Inside Looks at Two Companies’ Responses to the COVID-19 Crisis
Recent articles provide inside looks at how two companies are dealing with the coronavirus (COVID-19) pandemic. A major theme from both is the importance of getting accurate information early on — and usually from as close to the ground as possible.
On March 26, Dan Solomon and Paula Forbes of Texas Monthly ran an oral-history-style piece, based on interviews with executives, other employees, and customers, on how Texas supermarket behemoth H-E-B responded to the crisis.
“Inside the Story of How H-E-B Planned for the Pandemic” focuses mainly on operational issues, such as limiting store hours and quantities customers could buy, but also examines incoming information channels. The company also has a robust collection of information about the pandemic on its news site.
San Antonio-based H-E-B has had a pandemic plan going back to 2005, which it constantly refines, according to Justen Noakes, its director of emergency preparedness. At that time, there was the threat of H5N1 in China, and the company used the plan in response to H1N1 in 2009. H-E-B also has long experience with hurricanes, especially Hurricane Harvey (experiences that taught it customers want to hear from the company during a crisis).
The most important lesson for us is to listen to what’s going on in our stores.
— Justen Noakes, H-E-B’s director of emergency preparedness
Through contacts in China, H-E-B was aware of the coronavirus situation in that country, and in early February it started to put its crisis plan into effect. It began to think of what it would do if there was an outbreak in Texas. The first coronavirus case in that state came Feb. 12. (H-E-B has more than 400 stores in Texas and Mexico.)
“The most important lesson for us is to listen to what’s going on in our stores,” Noakes said. “When we started seeing the N95 masks and the sanitizers, we took that as a good sign that our customers were concerned about what was going on, and that’s what really spurred us to activate our program. That’s the biggest one — to make sure that we’re really paying attention to what our customer does, and to actually respond to it.”
We also have the inside scoop on how a company in the senior-living space reacted to the crisis. In a March 29 article in Senior Housing News (“48 Hours in a Senior Living Covid-19 War Room”), writer Tim Mullaney showed the response of Omaha, Nebraska-based Heritage Communities.

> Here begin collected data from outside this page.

//! Kernel capability detection.
//!
//! Project quotas and the next-quota search exist only on newer kernels, and
//! each can be compiled out of this crate via a cargo feature. The dispatch
//! layer consults one process-wide [`Capabilities`] set instead of checking
//! at every call site.

use std::fmt;

use nix::sys::utsname::uname;
use once_cell::sync::OnceCell;
use tracing::{debug, warn};

/// Kernel version from the uname release string.
#[derive(Debug, Clone, Copy, PartialEq, Eq, PartialOrd, Ord)]
pub struct KernelVersion {
    pub major: u32,
    pub minor: u32,
    pub patch: u32,
}

impl KernelVersion {
    /// Oldest kernel this interface assumes: Q_GETINFO/Q_SETINFO/Q_GETFMT
    /// present, Q_GETSTATS gone.
    pub const MIN_SUPPORTED: KernelVersion = KernelVersion::new(2, 4, 22);

    /// First kernel with PRJQUOTA.
    pub const PROJECT_QUOTA_MIN: KernelVersion = KernelVersion::new(4, 1, 0);

    /// First kernel with Q_GETNEXTQUOTA.
    pub const NEXT_QUOTA_MIN: KernelVersion = KernelVersion::new(4, 6, 0);

    pub const fn new(major: u32, minor: u32, patch: u32) -> Self {
        Self {
            major,
            minor,
            patch,
        }
    }

    /// Parse a release string such as `"6.8.0-45-generic"`. A missing patch
    /// component reads as zero.
    pub fn parse(release: &str) -> Option<Self> {
        let mut parts = release.split('.');
        let major = leading_number(parts.next()?)?;
        let minor = leading_number(parts.next()?)?;
        let patch = parts.next().and_then(leading_number).unwrap_or(0);
        Some(Self::new(major, minor, patch))
    }

    /// Version of the running kernel, if its release string parses.
    pub fn current() -> Option<Self> {
        let uts = uname().ok()?;
        Self::parse(uts.release().to_str()?)
    }
}

impl fmt::Display for KernelVersion {
    fn fmt(&self, f: &mut fmt::Formatter<'_>) -> fmt::Result {
        write!(f, "{}.{}.{}", self.major, self.minor, self.patch)
    }
}

fn leading_number(s: &str) -> Option<u32> {
    let end = s
        .find(|c: char| !c.is_ascii_digit())
        .unwrap_or(s.len());
    s[..end].parse().ok()
}

/// A quota feature that may be absent from this build or the running kernel.
#[derive(Debug, Clone, Copy, PartialEq, Eq, Hash)]
pub enum Capability {
    ProjectQuota,
    NextQuota,
}

impl fmt::Display for Capability {
    fn fmt(&self, f: &mut fmt::Formatter<'_>) -> fmt::Result {
        f.write_str(match self {
            Capability::ProjectQuota => "project quotas",
            Capability::NextQuota => "next-quota lookup",
        })
    }
}

/// The quota features available to this process: a feature is usable when it
/// is compiled in and the running kernel is new enough.
#[derive(Debug, Clone, Copy, PartialEq, Eq)]
pub struct Capabilities {
    pub project_quota: bool,
    pub next_quota: bool,
}

impl Capabilities {
    /// Everything gated off; used when the kernel version is unknown.
    pub const NONE: Capabilities = Capabilities {
        project_quota: false,
        next_quota: false,
    };

    pub fn supports(&self, cap: Capability) -> bool {
        match cap {
            Capability::ProjectQuota => self.project_quota,
            Capability::NextQuota => self.next_quota,
        }
    }

    pub fn from_kernel(kernel: Option<KernelVersion>) -> Self {
        let Some(kernel) = kernel else {
            return Self::NONE;
        };
        Self {
            project_quota: cfg!(feature = "project-quota")
                && kernel >= KernelVersion::PROJECT_QUOTA_MIN,
            next_quota: cfg!(feature = "next-quota") && kernel >= KernelVersion::NEXT_QUOTA_MIN,
        }
    }

    /// Capabilities of this build on the running kernel, detected once per
    /// process.
    pub fn get() -> &'static Capabilities {
        static CAPS: OnceCell<Capabilities> = OnceCell::new();

        CAPS.get_or_init(|| {
            let kernel = KernelVersion::current();
            if let Some(kernel) = kernel {
                if kernel < KernelVersion::MIN_SUPPORTED {
                    warn!(%kernel, "kernel is older than the supported minimum (2.4.22)");
                }
            }
            let caps = Self::from_kernel(kernel);
            debug!(?kernel, ?caps, "detected quota capabilities");
            caps
        })
    }
}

Mullaney writes that Heritage established a war room on Feb. 28. One of the first questions a crisis team must ask itself is how often it will need to meet. Heritage’s team decided it would gather once a week; it was quickly dispelled of that optimistic notion, and now meets (keeping a social distance) almost constantly.
The core team is small, consisting of Vice President of Sales and Marketing Lacy Jungman (the article is based on interviews with her), COO Amy Birkel, and Director of Community Healthcare Chris Johnson. Its goals, according to Mullaney, are to “stay on top of new developments, craft policies in response, and communicate those decisions across multiple platforms to a variety of stakeholders.”
One way the crisis team does that is to have back-to-back phone calls with its 13 facilities. These conversations help both with learning what’s happening on the ground and imparting advice from central command.
For example, one challenge for the senior-living industry is anxiety caused by visitation restrictions on family members during the COVID-19 pandemic. Jungman said hearing about those frustrations from employees at the facilities made the company realize it has to communicate more often and better with family members.
It decided to create a list of FAQs on that issue, which would lead to other communications documents. Jungman also drafted statements for the scenario of someone in a Heritage facility testing positive for COVID-19.
The company decided to create a multimarketing campaign to reach residents, families, and staff called “Heritage United,” which includes a video featuring various executives.
Knowing what was happening at the local level was so important, Jungman told Mullaney, that she downloaded the apps of the local news media in every one of Heritage’s markets.